As used herein, a diene is a hydrocarbon containing two carbon double bonds that may or may not be adjacent to each other. In some embodiments, the diene used in the accordance with this invention is a conjugated diene, i.e., a molecule having double bonds separated by one single bond. In other embodiment, the diene is an unconjugated diene, i.e., a compound having double bonds separated by two or more single bonds. Conjugated and unconjugated dienes of this invention can contain from 4 to 15 carbon atoms per molecule.

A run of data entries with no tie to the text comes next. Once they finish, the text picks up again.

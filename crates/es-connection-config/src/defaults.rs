// crates/es-connection-config/src/defaults.rs
// ============================================================================
// Module: Default Application
// Description: Applies the effective model's environment default directives.
// Purpose: Fill unset connection fields from the environment or fallbacks.
// Dependencies: es-connection-core, serde
// ============================================================================

//! ## Overview
//! Only fields whose directive is active in the model's scope are touched,
//! and only when the user left them unset. An empty environment variable
//! counts as unset. Environment access goes through [`EnvSource`] so callers
//! and tests control what is visible.

// ============================================================================
// SECTION: Imports
// ============================================================================

use std::collections::BTreeMap;
use std::env;

use es_connection_core::DefaultDirective;
use es_connection_core::EffectiveModel;
use es_connection_core::FallbackValue;
use es_connection_core::FieldName;
use es_connection_core::FieldType;
use serde::Serialize;

use crate::config::ConfigError;
use crate::config::ConnectionConfig;

// ============================================================================
// SECTION: Environment Sources
// ============================================================================

/// Read-only view of environment variables.
pub trait EnvSource: Send + Sync {
    /// Returns the value of `name`, if set.
    fn var(&self, name: &str) -> Option<String>;
}

/// Reads the process environment.
pub struct ProcessEnv;

impl EnvSource for ProcessEnv {
    fn var(&self, name: &str) -> Option<String> {
        env::var(name).ok()
    }
}

/// Fixed in-memory environment.
#[derive(Debug, Clone, Default, PartialEq, Eq)]
pub struct MapEnv {
    /// Variables by name.
    vars: BTreeMap<String, String>,
}

impl MapEnv {
    /// Creates an empty environment.
    #[must_use]
    pub fn new() -> Self {
        Self::default()
    }

    /// Returns the environment with `name` set to `value`.
    #[must_use]
    pub fn with(mut self, name: impl Into<String>, value: impl Into<String>) -> Self {
        self.vars.insert(name.into(), value.into());
        self
    }
}

impl EnvSource for MapEnv {
    fn var(&self, name: &str) -> Option<String> {
        self.vars.get(name).cloned()
    }
}

// ============================================================================
// SECTION: Applied Defaults
// ============================================================================

/// Where an injected value came from.
#[derive(Debug, Clone, Copy, PartialEq, Eq, Serialize)]
#[serde(rename_all = "snake_case")]
pub enum DefaultOrigin {
    /// The directive's environment variable.
    Env,
    /// The directive's literal fallback.
    Fallback,
}

/// Record of one injected default. Never carries the value.
#[derive(Debug, Clone, Copy, PartialEq, Eq, Serialize)]
pub struct AppliedDefault {
    /// Field that received a value.
    pub field: FieldName,
    /// Source of the value.
    pub origin: DefaultOrigin,
    /// Environment variable the directive names.
    pub env_var: &'static str,
}

/// Connection values after default application.
#[derive(Debug, Clone, PartialEq, Eq)]
pub struct DefaultedConnection {
    /// Connection values including injected defaults.
    pub config: ConnectionConfig,
    /// Defaults injected, in catalog order.
    pub applied: Vec<AppliedDefault>,
}

/// Typed value ready to assign to a field.
enum FieldValue {
    /// String value.
    Text(String),
    /// Boolean value.
    Bool(bool),
    /// List value.
    List(Vec<String>),
}

// ============================================================================
// SECTION: Application
// ============================================================================

/// Applies the active default directives of `model` to unset fields.
///
/// # Errors
///
/// Returns [`ConfigError::Invalid`] when an environment value cannot be
/// parsed as the field's type. The message names the variable, never the
/// value.
pub fn apply_defaults(
    config: &ConnectionConfig,
    model: &EffectiveModel,
    env: &dyn EnvSource,
) -> Result<DefaultedConnection, ConfigError> {
    let mut resolved = config.clone();
    let mut applied = Vec::new();
    for field in model.fields() {
        let DefaultDirective::Env {
            var,
            fallback,
        } = field.default
        else {
            continue;
        };
        if resolved.is_set(field.name) {
            continue;
        }
        let (value, origin) = match env.var(var).filter(|value| !value.is_empty()) {
            Some(raw) => (parse_env_value(field.field_type, var, &raw)?, DefaultOrigin::Env),
            None => match fallback {
                Some(literal) => {
                    (fallback_value(field.field_type, field.name, literal)?, DefaultOrigin::Fallback)
                }
                None => continue,
            },
        };
        assign(&mut resolved, field.name, value)?;
        applied.push(AppliedDefault {
            field: field.name,
            origin,
            env_var: var,
        });
    }
    Ok(DefaultedConnection {
        config: resolved,
        applied,
    })
}

/// Parses an environment value as `field_type`.
fn parse_env_value(field_type: FieldType, var: &str, raw: &str) -> Result<FieldValue, ConfigError> {
    match field_type {
        FieldType::String => Ok(FieldValue::Text(raw.to_string())),
        FieldType::Bool => parse_bool(raw)
            .map(FieldValue::Bool)
            .ok_or_else(|| ConfigError::Invalid(format!("{var} must be a boolean"))),
        FieldType::StringList => Ok(FieldValue::List(
            raw.split(',')
                .map(str::trim)
                .filter(|item| !item.is_empty())
                .map(str::to_string)
                .collect(),
        )),
    }
}

/// Accepts the boolean spellings operators already use for these variables.
fn parse_bool(raw: &str) -> Option<bool> {
    match raw {
        "1" | "t" | "T" | "TRUE" | "true" | "True" => Some(true),
        "0" | "f" | "F" | "FALSE" | "false" | "False" => Some(false),
        _ => None,
    }
}

/// Converts a catalog fallback literal into a value of `field_type`.
fn fallback_value(
    field_type: FieldType,
    field: FieldName,
    literal: FallbackValue,
) -> Result<FieldValue, ConfigError> {
    match (field_type, literal) {
        (FieldType::Bool, FallbackValue::Bool(value)) => Ok(FieldValue::Bool(value)),
        (FieldType::String, FallbackValue::Text(value)) => Ok(FieldValue::Text(value.to_string())),
        _ => Err(ConfigError::Invalid(format!("fallback for {field} does not match its type"))),
    }
}

/// Stores `value` in `field`.
fn assign(config: &mut ConnectionConfig, field: FieldName, value: FieldValue) -> Result<(), ConfigError> {
    match (field, value) {
        (FieldName::Username, FieldValue::Text(value)) => config.username = Some(value),
        (FieldName::Password, FieldValue::Text(value)) => config.password = Some(value),
        (FieldName::ApiKey, FieldValue::Text(value)) => config.api_key = Some(value),
        (FieldName::Endpoints, FieldValue::List(value)) => config.endpoints = Some(value),
        (FieldName::Insecure, FieldValue::Bool(value)) => config.insecure = Some(value),
        (FieldName::CaFile, FieldValue::Text(value)) => config.ca_file = Some(value),
        (FieldName::CaData, FieldValue::Text(value)) => config.ca_data = Some(value),
        (FieldName::CertFile, FieldValue::Text(value)) => config.cert_file = Some(value),
        (FieldName::CertData, FieldValue::Text(value)) => config.cert_data = Some(value),
        (FieldName::KeyFile, FieldValue::Text(value)) => config.key_file = Some(value),
        (FieldName::KeyData, FieldValue::Text(value)) => config.key_data = Some(value),
        (field, _) => {
            return Err(ConfigError::Invalid(format!("default for {field} does not match its type")));
        }
    }
    Ok(())
}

Conjugated dienes containing between 4 to 15 carbon atoms per molecule include, but are not limited to, isoprene, chloroprene, 2-methoxy-1,3-butadiene, 1,3-butadiene, 1,3-pentadiene, 2,3-dimethyl-1,3-butadiene, 1,3-hexadiene, 7-methyl-3-methylene-1,6-octadiene (myrcene), farnesene, and the like. If desired, mixtures of two or more dienes can be employed in the instant methods.
In a certain embodiment, the conjugated diene has the structure of Formula I:
wherein R1 is a hydrogen, halo or C1-C11 alkyl, alkoxy, alkylene, aryl, cycloalkane or alkenyl group. As used herein, “halo” refers to F, Cl, Br, or I.
“Alkyl” means a linear saturated monovalent hydrocarbon radical of one to six carbon atoms or a branched saturated monovalent hydrocarbon radical of three to six carbon atoms, e.g., methyl, ethyl, propyl, 2-propyl, butyl (including all isomeric forms), or pentyl (including all isomeric forms), and the like.
“Alkoxy” means a radical —OR where R is alkyl as defined herein, e.g., methoxy, ethoxy, propoxy, or 2-propoxy, n-, iso-, or tert-butoxy, and the like.
“Alkylene” means a linear saturated divalent hydrocarbon radical of one to six carbon atoms or as otherwise indicated or a branched saturated divalent hydrocarbon radical of two to six carbon atoms or as otherwise indicated, e.g., methylene, prop-2,2-diyl, eth-1,2-diyl, prop-1,3-diyl, 1-methylprop-1,3-diyl, 2-methylprop-1,3-diyl, but-1,4-diyl (including all isomeric forms), or pent-1,5-diyl (including all isomeric forms), and the like.
“Aryl” means a monovalent, monocyclic or fused bicyclic hydrocarbon radical of 6 to 12 ring atoms, wherein the ring comprising a monocyclic radical ring is aromatic and wherein at least one of the fused rings comprising a bicyclic radical is aromatic. Unless otherwise stated, the valency of the group may be located on any atom of any ring within the radical, valency rules permitting. More specifically the term aryl includes, but is not limited to, phenyl, naphthyl, indanyl (including, for example, indan-5-yl, or indan-2-yl, and the like) or tetrahydronaphthyl (including, for example, tetrahydronaphth-1-yl, tetrahydronaphth-2-yl, and the like), and the like.
“Cycloalkane” refers to saturated cyclic hydrocarbons having from 3 to about 10 carbon atoms, more usually from about 5 to about 8 carbon atoms. Non-limiting examples of cycloalkanes include cyclopentane, cyclohexane, cycloheptane, and cyclooctane.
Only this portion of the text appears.